▶ _To do_
Select and copy out every line in the records containing "times".

Stored data entries:

● ● ● ●

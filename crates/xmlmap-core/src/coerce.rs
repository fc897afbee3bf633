//! Raw text → typed value conversion.

use std::borrow::Cow;
use std::fmt;
use std::str::FromStr;

use rust_decimal::Decimal;

use crate::datetime;
use crate::value::{Value, ValueKind};

/// A coercion that did not produce a value. The target field keeps
/// whatever it held before.
#[derive(Debug, Clone, Copy, PartialEq, Eq)]
pub struct Skip;

impl fmt::Display for Skip {
    fn fmt(&self, f: &mut fmt::Formatter<'_>) -> fmt::Result {
        f.write_str("value skipped")
    }
}

/// Convert `raw` into a value of `kind`.
///
/// Text and booleans always succeed. Numbers and date-times yield [`Skip`]
/// when the text does not parse; a non-empty `format` switches date-times
/// to exact pattern matching and is ignored by every other kind.
pub fn coerce(raw: &str, kind: ValueKind, format: Option<&str>) -> Result<Value, Skip> {
    match kind {
        ValueKind::Text => Ok(Value::Text(raw.to_string())),
        ValueKind::Bool => Ok(Value::Bool(parse_bool(raw))),
        ValueKind::I8 => parse_integer(raw).map(Value::I8),
        ValueKind::I16 => parse_integer(raw).map(Value::I16),
        ValueKind::I32 => parse_integer(raw).map(Value::I32),
        ValueKind::I64 => parse_integer(raw).map(Value::I64),
        ValueKind::U8 => parse_integer(raw).map(Value::U8),
        ValueKind::U16 => parse_integer(raw).map(Value::U16),
        ValueKind::U32 => parse_integer(raw).map(Value::U32),
        ValueKind::U64 => parse_integer(raw).map(Value::U64),
        ValueKind::F32 => parse_float(raw).map(Value::F32),
        ValueKind::F64 => parse_float(raw).map(Value::F64),
        ValueKind::Decimal => parse_decimal(raw).map(Value::Decimal),
        ValueKind::DateTime => {
            let parsed = match format.filter(|pattern| !pattern.is_empty()) {
                Some(pattern) => datetime::parse_exact(raw, pattern),
                None => datetime::parse_general(raw),
            };
            parsed.map(Value::DateTime).ok_or(Skip)
        }
    }
}

fn parse_bool(raw: &str) -> bool {
    raw == "1" || raw.eq_ignore_ascii_case("true")
}

fn parse_integer<T: FromStr>(raw: &str) -> Result<T, Skip> {
    trim_number(raw).parse().map_err(|_| Skip)
}

fn parse_float<T: FromStr>(raw: &str) -> Result<T, Skip> {
    let text = strip_group_separators(trim_number(raw)).ok_or(Skip)?;
    text.parse().map_err(|_| Skip)
}

fn parse_decimal(raw: &str) -> Result<Decimal, Skip> {
    let text = strip_group_separators(trim_number(raw)).ok_or(Skip)?;
    if text.is_empty() {
        return Err(Skip);
    }
    Decimal::from_str(&text).map_err(|_| Skip)
}

fn trim_number(raw: &str) -> &str {
    raw.trim_matches(|c| matches!(c, ' ' | '\t' | '\n' | '\r' | '\u{0b}' | '\u{0c}'))
}

/// Drop `,` group separators from the integral part. Separators after the
/// decimal point or in the exponent make the number invalid.
fn strip_group_separators(text: &str) -> Option<Cow<'_, str>> {
    if !text.contains(',') {
        return Some(Cow::Borrowed(text));
    }
    let integral_end = text
        .find(|c| matches!(c, '.' | 'e' | 'E'))
        .unwrap_or(text.len());
    let (integral, rest) = text.split_at(integral_end);
    if rest.contains(',') {
        return None;
    }
    let digits = integral.trim_start_matches(&['+', '-'][..]);
    if digits.starts_with(',') {
        return None;
    }
    Some(Cow::Owned(format!("{}{rest}", integral.replace(',', ""))))
}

● ● ● ●

▶ _Task response_
/// Text and booleans always succeed. Numbers and date-times yield [`Skip`]
/// when the text does not parse; a non-empty `format` switches date-times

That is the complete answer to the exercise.